Collected data
++++++++++++++++++++

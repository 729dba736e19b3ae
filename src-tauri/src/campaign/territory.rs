use serde::{Deserialize, Serialize};

use crate::engine::config;

#[derive(Debug, Clone, Copy, PartialEq, Eq, Serialize, Deserialize)]
pub enum TerrainType {
    Plains,
    Mountains,
    Coastal,
    Urban,
}

#[derive(Debug, Clone, Copy, PartialEq, Eq, Hash, Serialize, Deserialize)]
pub struct RegionId(pub u32);

#[derive(Debug, Clone, Serialize, Deserialize)]
pub struct CityDef {
    pub x: f32,
    pub y: f32,
    pub population: u32,
}

#[derive(Debug, Clone, Serialize, Deserialize)]
pub struct BatterySlot {
    pub x: f32,
    pub y: f32,
    pub occupied: bool,
}

#[derive(Debug, Clone, Serialize, Deserialize)]
pub struct Region {
    pub id: RegionId,
    pub name: String,
    pub terrain: TerrainType,
    pub cities: Vec<CityDef>,
    pub battery_slots: Vec<BatterySlot>,
    pub adjacent: Vec<RegionId>,
    pub resource_multiplier: f32,
    pub expansion_cost: u32,
    /// Position on the strategic map (for rendering)
    pub map_x: f32,
    pub map_y: f32,
}

/// Define all regions. Positions are within 1280x720 and non-overlapping.
/// Region 0 (Homeland) matches the original hardcoded layout.
pub fn define_regions() -> Vec<Region> {
    vec![
        Region {
            id: RegionId(0),
            name: "Homeland".into(),
            terrain: TerrainType::Plains,
            cities: vec![
                CityDef {
                    x: 320.0,
                    y: config::GROUND_Y,
                    population: 500,
                },
                CityDef {
                    x: 640.0,
                    y: config::GROUND_Y,
                    population: 500,
                },
                CityDef {
                    x: 960.0,
                    y: config::GROUND_Y,
                    population: 500,
                },
            ],
            battery_slots: vec![
                BatterySlot {
                    x: 160.0,
                    y: config::GROUND_Y,
                    occupied: true,
                },
                BatterySlot {
                    x: 1120.0,
                    y: config::GROUND_Y,
                    occupied: true,
                },
            ],
            adjacent: vec![RegionId(1), RegionId(2)],
            resource_multiplier: 1.0,
            expansion_cost: 0,
            map_x: 640.0,
            map_y: 360.0,
        },
        Region {
            id: RegionId(1),
            name: "Western Highlands".into(),
            terrain: TerrainType::Mountains,
            cities: vec![CityDef {
                x: 80.0,
                y: config::GROUND_Y,
                population: 300,
            }],
            battery_slots: vec![
                BatterySlot {
                    x: 40.0,
                    y: config::GROUND_Y,
                    occupied: false,
                },
                BatterySlot {
                    x: 240.0,
                    y: config::GROUND_Y,
                    occupied: false,
                },
            ],
            adjacent: vec![RegionId(0), RegionId(3)],
            resource_multiplier: 0.8,
            expansion_cost: 150,
            map_x: 320.0,
            map_y: 360.0,
        },
        Region {
            id: RegionId(2),
            name: "Eastern Seaboard".into(),
            terrain: TerrainType::Coastal,
            cities: vec![CityDef {
                x: 1200.0,
                y: config::GROUND_Y,
                population: 400,
            }],
            battery_slots: vec![BatterySlot {
                x: 1060.0,
                y: config::GROUND_Y,
                occupied: false,
            }],
            adjacent: vec![RegionId(0), RegionId(4)],
            resource_multiplier: 1.2,
            expansion_cost: 200,
            map_x: 960.0,
            map_y: 360.0,
        },
        Region {
            id: RegionId(3),
            name: "Northern Plains".into(),
            terrain: TerrainType::Plains,
            cities: vec![
                CityDef {
                    x: 420.0,
                    y: config::GROUND_Y,
                    population: 350,
                },
                CityDef {
                    x: 540.0,
                    y: config::GROUND_Y,
                    population: 350,
                },
            ],
            battery_slots: vec![BatterySlot {
                x: 480.0,
                y: config::GROUND_Y,
                occupied: false,
            }],
            adjacent: vec![RegionId(1), RegionId(4)],
            resource_multiplier: 1.0,
            expansion_cost: 250,
            map_x: 480.0,
            map_y: 200.0,
        },
        Region {
            id: RegionId(4),
            name: "Industrial Core".into(),
            terrain: TerrainType::Urban,
            cities: vec![CityDef {
                x: 800.0,
                y: config::GROUND_Y,
                population: 600,
            }],
            battery_slots: vec![
                BatterySlot {
                    x: 720.0,
                    y: config::GROUND_Y,
                    occupied: false,
                },
                BatterySlot {
                    x: 880.0,
                    y: config::GROUND_Y,
                    occupied: false,
                },
            ],
            adjacent: vec![RegionId(2), RegionId(3)],
            resource_multiplier: 1.5,
            expansion_cost: 300,
            map_x: 800.0,
            map_y: 200.0,
        },
    ]
}

#[cfg(test)]
mod tests {
    use super::*;

    #[test]
    fn define_regions_has_five_regions() {
        let regions = define_regions();
        assert_eq!(regions.len(), 5);
    }

    #[test]
    fn homeland_has_three_cities_two_batteries() {
        let regions = define_regions();
        let homeland = &regions[0];
        assert_eq!(homeland.id, RegionId(0));
        assert_eq!(homeland.cities.len(), 3);
        assert_eq!(homeland.battery_slots.len(), 2);
        assert!(homeland.battery_slots[0].occupied);
        assert!(homeland.battery_slots[1].occupied);
    }

    #[test]
    fn region_adjacency_is_symmetric() {
        let regions = define_regions();
        for region in &regions {
            for adj_id in &region.adjacent {
                let adj = regions.iter().find(|r| r.id == *adj_id).unwrap();
                assert!(
                    adj.adjacent.contains(&region.id),
                    "Region {} lists {} as adjacent, but not vice versa",
                    region.id.0,
                    adj_id.0
                );
            }
        }
    }

    #[test]
    fn no_city_position_overlaps_across_all_regions() {
        let regions = define_regions();
        let mut positions: Vec<(f32, f32)> = Vec::new();
        for region in &regions {
            for city in &region.cities {
                for &(px, py) in &positions {
                    let dist = ((city.x - px).powi(2) + (city.y - py).powi(2)).sqrt();
                    assert!(
                        dist > 30.0,
                        "Cities overlap at ({}, {}) and ({}, {})",
                        city.x,
                        city.y,
                        px,
                        py
                    );
                }
                positions.push((city.x, city.y));
            }
        }
    }
}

++++++++++++++++++++

▶ Exercise: Supply only the count of lines above holding "Mountains".

▶ Answer space: 2